* [Work to complete] Your task is to copy each line in the listing that includes the word "variant".

════════════════════

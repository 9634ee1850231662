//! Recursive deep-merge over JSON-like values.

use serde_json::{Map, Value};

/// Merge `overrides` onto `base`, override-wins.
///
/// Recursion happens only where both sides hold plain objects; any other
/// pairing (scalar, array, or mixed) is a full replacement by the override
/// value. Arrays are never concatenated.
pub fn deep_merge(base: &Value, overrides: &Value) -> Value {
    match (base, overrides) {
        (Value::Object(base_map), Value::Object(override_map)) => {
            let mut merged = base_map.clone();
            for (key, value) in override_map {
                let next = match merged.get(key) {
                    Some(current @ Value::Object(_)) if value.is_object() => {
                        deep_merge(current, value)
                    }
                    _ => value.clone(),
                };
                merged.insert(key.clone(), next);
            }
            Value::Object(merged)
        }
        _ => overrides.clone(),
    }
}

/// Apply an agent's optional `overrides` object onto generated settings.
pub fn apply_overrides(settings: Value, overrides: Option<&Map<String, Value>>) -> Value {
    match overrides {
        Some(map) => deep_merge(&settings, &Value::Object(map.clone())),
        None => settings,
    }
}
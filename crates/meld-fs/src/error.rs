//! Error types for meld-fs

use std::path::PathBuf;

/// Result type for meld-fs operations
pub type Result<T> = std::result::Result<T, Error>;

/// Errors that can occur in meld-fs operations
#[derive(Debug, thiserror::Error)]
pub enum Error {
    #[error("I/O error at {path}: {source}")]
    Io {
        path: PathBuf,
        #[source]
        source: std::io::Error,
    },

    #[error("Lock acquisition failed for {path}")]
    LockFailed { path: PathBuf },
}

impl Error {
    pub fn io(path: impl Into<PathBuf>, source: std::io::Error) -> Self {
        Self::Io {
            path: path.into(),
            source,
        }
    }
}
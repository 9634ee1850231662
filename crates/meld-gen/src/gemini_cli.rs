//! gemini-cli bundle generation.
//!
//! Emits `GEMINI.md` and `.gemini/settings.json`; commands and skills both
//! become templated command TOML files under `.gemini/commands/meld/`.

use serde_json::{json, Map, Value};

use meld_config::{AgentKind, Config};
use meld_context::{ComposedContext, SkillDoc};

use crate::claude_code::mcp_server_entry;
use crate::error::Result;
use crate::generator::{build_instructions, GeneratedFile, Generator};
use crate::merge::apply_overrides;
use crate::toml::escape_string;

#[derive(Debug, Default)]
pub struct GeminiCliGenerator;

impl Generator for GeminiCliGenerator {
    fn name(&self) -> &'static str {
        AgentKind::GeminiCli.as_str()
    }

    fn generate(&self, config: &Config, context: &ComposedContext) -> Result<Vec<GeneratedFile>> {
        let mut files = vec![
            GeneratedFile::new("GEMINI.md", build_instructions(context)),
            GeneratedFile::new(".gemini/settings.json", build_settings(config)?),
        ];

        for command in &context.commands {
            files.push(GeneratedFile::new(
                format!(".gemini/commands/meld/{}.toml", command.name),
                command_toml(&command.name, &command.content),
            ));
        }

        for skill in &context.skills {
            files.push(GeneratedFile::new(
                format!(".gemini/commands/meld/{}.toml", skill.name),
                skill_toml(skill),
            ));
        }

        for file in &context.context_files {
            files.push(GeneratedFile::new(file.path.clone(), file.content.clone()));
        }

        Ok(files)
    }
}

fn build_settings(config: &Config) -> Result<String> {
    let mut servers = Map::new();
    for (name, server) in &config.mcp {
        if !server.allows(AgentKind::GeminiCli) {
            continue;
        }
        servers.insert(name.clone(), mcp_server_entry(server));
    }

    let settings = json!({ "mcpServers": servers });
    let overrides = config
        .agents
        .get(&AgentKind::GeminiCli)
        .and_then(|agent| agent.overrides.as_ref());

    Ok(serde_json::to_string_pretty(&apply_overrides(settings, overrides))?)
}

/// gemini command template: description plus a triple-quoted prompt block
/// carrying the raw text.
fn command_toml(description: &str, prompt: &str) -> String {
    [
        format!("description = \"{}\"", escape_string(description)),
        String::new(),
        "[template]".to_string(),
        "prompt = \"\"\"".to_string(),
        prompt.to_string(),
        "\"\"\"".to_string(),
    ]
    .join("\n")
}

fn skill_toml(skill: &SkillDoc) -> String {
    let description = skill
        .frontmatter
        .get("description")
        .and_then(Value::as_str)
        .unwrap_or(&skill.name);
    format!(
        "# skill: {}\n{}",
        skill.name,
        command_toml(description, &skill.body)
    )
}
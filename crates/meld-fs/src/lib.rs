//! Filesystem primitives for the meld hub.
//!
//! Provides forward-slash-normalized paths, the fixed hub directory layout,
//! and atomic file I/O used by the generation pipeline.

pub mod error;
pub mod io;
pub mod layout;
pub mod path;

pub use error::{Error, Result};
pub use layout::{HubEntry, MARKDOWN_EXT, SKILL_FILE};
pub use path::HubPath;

════════════════════

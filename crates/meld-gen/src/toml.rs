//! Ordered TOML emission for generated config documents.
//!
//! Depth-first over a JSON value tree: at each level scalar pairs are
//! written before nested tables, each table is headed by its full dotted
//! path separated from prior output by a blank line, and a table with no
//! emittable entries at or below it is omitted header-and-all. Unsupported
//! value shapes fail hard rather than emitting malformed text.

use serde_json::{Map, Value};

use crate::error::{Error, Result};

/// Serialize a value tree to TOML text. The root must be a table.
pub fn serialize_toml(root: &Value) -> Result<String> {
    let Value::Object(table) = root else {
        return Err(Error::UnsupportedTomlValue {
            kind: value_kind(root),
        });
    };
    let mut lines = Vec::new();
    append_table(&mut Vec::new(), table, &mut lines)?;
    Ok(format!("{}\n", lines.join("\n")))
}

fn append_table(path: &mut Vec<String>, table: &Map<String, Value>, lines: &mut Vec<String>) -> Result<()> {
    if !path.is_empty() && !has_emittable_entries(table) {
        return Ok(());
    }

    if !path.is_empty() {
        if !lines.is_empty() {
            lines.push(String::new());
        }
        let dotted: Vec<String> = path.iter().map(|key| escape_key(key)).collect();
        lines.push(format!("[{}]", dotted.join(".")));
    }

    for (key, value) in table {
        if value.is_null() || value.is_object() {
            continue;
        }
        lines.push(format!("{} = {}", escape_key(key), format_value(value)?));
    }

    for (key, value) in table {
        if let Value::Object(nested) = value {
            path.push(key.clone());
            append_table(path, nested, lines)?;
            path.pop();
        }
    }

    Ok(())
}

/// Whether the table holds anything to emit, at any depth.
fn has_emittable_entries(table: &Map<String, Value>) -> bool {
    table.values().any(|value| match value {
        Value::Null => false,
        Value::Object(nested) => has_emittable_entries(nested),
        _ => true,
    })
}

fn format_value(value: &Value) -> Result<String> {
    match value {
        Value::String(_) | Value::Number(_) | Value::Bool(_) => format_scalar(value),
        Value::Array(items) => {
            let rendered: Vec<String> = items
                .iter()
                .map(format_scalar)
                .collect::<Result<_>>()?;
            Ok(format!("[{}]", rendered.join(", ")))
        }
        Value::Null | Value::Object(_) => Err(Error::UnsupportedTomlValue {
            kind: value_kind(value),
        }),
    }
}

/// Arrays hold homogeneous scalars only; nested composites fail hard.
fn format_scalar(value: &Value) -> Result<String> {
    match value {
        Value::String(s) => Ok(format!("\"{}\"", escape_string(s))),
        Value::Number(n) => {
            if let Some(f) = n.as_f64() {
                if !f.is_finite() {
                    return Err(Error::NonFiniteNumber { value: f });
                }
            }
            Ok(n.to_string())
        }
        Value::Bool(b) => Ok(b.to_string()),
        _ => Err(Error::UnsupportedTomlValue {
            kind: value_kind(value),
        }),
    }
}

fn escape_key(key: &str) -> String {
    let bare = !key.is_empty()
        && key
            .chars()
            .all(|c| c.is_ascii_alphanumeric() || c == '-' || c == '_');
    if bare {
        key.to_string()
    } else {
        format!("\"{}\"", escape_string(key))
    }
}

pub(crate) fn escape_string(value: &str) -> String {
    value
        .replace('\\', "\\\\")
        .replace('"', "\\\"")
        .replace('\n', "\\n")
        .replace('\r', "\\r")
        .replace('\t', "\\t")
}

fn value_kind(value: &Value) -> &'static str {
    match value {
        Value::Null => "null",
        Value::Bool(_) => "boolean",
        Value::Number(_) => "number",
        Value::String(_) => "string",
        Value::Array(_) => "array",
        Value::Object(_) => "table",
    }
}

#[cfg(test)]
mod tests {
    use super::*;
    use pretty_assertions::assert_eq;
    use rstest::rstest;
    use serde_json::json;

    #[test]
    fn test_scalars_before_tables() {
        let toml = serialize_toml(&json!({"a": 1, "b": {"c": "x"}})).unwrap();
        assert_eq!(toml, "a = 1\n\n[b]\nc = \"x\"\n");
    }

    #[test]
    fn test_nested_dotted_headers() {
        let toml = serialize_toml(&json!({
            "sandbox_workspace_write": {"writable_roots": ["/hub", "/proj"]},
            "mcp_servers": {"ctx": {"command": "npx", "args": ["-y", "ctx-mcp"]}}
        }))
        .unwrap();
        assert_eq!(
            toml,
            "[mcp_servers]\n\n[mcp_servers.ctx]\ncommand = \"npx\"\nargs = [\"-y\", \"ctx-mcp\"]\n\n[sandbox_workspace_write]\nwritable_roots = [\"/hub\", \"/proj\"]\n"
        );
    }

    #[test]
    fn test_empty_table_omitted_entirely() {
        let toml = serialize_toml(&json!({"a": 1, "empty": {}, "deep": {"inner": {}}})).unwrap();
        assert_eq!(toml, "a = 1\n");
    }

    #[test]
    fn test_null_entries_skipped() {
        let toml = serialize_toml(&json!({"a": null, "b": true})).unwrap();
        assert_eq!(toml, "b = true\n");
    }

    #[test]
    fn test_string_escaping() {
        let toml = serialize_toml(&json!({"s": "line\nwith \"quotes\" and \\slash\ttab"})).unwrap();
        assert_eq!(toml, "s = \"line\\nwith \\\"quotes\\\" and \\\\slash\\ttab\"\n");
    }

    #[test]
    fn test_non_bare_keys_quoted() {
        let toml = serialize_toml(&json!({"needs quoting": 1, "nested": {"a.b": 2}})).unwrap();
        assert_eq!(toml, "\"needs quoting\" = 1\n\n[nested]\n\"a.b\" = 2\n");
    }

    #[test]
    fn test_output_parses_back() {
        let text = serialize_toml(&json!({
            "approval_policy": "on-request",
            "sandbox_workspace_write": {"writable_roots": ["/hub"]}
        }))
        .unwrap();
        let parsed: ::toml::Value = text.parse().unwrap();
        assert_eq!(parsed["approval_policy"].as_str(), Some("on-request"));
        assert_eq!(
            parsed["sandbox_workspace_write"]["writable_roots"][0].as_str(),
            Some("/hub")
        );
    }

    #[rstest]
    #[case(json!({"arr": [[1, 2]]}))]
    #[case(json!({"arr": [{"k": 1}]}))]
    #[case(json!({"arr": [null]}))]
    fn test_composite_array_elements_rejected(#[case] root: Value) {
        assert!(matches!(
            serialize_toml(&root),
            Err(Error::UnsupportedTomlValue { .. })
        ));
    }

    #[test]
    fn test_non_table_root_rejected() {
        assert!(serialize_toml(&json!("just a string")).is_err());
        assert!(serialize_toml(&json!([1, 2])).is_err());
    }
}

════════════════════

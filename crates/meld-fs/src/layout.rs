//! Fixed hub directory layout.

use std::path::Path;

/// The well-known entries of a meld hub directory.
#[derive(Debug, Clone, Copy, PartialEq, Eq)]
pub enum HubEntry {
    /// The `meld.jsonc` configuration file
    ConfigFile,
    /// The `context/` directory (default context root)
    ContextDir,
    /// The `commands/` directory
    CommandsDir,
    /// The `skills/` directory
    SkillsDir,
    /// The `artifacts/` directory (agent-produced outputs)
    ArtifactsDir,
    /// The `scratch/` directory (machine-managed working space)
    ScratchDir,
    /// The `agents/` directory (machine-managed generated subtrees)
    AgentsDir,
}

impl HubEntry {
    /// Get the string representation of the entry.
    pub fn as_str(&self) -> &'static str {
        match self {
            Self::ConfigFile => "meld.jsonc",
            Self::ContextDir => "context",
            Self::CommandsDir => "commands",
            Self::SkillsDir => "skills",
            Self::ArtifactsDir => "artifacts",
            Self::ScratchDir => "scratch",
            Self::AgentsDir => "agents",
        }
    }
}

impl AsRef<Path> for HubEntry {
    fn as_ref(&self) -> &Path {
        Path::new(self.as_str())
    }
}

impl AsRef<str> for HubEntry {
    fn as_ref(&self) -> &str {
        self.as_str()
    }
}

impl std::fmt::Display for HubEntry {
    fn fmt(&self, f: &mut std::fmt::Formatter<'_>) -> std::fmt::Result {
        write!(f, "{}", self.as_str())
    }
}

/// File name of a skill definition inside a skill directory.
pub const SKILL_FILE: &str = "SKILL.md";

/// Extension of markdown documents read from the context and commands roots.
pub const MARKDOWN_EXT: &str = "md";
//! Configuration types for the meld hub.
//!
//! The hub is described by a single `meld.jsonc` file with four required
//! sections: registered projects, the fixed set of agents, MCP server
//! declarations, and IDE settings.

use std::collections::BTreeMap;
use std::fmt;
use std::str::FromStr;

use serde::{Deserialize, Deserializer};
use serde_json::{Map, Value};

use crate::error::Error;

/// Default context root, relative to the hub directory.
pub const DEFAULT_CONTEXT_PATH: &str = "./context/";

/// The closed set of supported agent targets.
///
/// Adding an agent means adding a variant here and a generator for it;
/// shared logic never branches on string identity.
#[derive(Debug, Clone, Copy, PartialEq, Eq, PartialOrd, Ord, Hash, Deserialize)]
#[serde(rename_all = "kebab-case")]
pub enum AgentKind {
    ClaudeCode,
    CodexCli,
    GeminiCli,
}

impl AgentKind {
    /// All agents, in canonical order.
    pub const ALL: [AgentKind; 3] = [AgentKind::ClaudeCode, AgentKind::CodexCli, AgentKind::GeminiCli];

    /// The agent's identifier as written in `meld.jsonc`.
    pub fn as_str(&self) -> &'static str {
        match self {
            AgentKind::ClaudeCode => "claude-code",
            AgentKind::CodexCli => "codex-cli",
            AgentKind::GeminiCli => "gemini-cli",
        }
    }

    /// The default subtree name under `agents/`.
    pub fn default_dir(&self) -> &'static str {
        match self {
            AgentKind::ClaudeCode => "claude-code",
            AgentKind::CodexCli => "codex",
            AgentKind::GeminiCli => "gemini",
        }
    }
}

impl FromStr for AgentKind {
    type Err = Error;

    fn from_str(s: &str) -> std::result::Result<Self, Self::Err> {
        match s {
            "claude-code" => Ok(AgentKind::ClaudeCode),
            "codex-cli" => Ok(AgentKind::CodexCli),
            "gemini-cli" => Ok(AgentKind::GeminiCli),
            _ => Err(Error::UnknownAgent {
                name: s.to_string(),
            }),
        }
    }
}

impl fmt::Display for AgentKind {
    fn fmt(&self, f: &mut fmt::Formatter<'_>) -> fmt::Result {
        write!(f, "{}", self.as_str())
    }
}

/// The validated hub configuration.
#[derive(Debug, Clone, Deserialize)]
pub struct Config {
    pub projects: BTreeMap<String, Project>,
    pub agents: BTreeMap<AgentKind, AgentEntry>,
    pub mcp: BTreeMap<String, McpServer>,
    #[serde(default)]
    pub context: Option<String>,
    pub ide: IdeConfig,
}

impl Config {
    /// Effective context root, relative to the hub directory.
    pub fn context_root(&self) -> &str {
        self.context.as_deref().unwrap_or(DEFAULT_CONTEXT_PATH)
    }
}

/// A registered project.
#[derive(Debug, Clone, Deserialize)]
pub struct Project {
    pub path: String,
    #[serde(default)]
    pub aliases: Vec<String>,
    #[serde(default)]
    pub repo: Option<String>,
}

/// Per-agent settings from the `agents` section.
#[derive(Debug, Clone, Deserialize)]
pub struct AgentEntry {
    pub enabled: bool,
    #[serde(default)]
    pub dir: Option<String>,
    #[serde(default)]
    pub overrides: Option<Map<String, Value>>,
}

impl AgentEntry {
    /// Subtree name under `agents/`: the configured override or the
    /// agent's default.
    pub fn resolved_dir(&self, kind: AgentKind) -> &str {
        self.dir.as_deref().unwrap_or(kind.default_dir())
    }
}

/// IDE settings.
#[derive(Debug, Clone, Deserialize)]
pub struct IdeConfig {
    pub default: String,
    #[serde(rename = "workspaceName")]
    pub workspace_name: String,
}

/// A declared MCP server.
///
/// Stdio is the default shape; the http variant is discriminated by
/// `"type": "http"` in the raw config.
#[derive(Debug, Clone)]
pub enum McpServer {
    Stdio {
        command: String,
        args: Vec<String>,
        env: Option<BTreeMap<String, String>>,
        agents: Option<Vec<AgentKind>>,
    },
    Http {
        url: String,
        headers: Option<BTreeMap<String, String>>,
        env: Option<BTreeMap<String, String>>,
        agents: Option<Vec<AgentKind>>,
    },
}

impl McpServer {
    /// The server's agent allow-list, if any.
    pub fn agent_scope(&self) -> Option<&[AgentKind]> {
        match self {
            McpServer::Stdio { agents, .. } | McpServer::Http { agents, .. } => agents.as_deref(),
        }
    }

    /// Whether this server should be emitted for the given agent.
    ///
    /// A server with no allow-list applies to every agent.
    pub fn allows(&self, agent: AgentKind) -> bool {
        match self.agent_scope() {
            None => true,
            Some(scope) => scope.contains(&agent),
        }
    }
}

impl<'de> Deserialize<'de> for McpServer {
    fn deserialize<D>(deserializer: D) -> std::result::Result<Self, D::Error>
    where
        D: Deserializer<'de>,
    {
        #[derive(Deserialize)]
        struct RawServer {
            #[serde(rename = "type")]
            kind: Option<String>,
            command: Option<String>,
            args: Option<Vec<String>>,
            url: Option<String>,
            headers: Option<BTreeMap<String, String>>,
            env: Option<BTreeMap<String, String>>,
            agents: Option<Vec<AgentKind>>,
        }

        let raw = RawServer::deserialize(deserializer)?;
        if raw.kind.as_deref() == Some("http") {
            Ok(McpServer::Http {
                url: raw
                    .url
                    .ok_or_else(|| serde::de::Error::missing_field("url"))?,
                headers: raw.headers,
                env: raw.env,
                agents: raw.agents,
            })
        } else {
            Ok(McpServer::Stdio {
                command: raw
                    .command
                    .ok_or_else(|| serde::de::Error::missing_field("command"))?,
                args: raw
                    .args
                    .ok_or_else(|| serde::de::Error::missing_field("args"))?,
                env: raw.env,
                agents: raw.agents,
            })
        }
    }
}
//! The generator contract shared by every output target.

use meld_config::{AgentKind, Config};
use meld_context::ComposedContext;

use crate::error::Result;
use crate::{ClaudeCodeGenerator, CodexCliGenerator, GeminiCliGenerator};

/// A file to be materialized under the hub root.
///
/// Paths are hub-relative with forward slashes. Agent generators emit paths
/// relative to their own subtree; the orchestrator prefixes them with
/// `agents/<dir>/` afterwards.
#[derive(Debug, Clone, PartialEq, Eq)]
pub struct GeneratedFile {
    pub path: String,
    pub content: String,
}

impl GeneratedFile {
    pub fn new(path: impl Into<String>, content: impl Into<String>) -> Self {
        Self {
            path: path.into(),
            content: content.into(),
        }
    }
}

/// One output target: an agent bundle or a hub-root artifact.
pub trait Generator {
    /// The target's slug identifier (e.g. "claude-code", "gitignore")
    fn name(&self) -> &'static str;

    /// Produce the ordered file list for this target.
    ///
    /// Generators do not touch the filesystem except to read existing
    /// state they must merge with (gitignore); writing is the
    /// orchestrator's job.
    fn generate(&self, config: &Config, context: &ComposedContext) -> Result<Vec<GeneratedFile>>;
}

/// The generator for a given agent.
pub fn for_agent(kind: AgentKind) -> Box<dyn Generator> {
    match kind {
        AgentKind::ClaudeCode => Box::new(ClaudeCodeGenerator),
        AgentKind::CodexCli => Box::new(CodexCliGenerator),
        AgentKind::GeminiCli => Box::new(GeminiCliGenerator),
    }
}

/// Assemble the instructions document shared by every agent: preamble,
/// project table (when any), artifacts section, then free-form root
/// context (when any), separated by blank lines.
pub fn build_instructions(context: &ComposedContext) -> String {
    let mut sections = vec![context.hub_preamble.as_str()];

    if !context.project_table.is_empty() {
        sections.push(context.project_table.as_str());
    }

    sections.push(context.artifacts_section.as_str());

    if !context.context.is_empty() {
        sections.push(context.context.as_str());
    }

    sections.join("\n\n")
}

════════════════════

* [Reply]
/// Adding an agent means adding a variant here and a generator for it;
/// Stdio is the default shape; the http variant is discriminated by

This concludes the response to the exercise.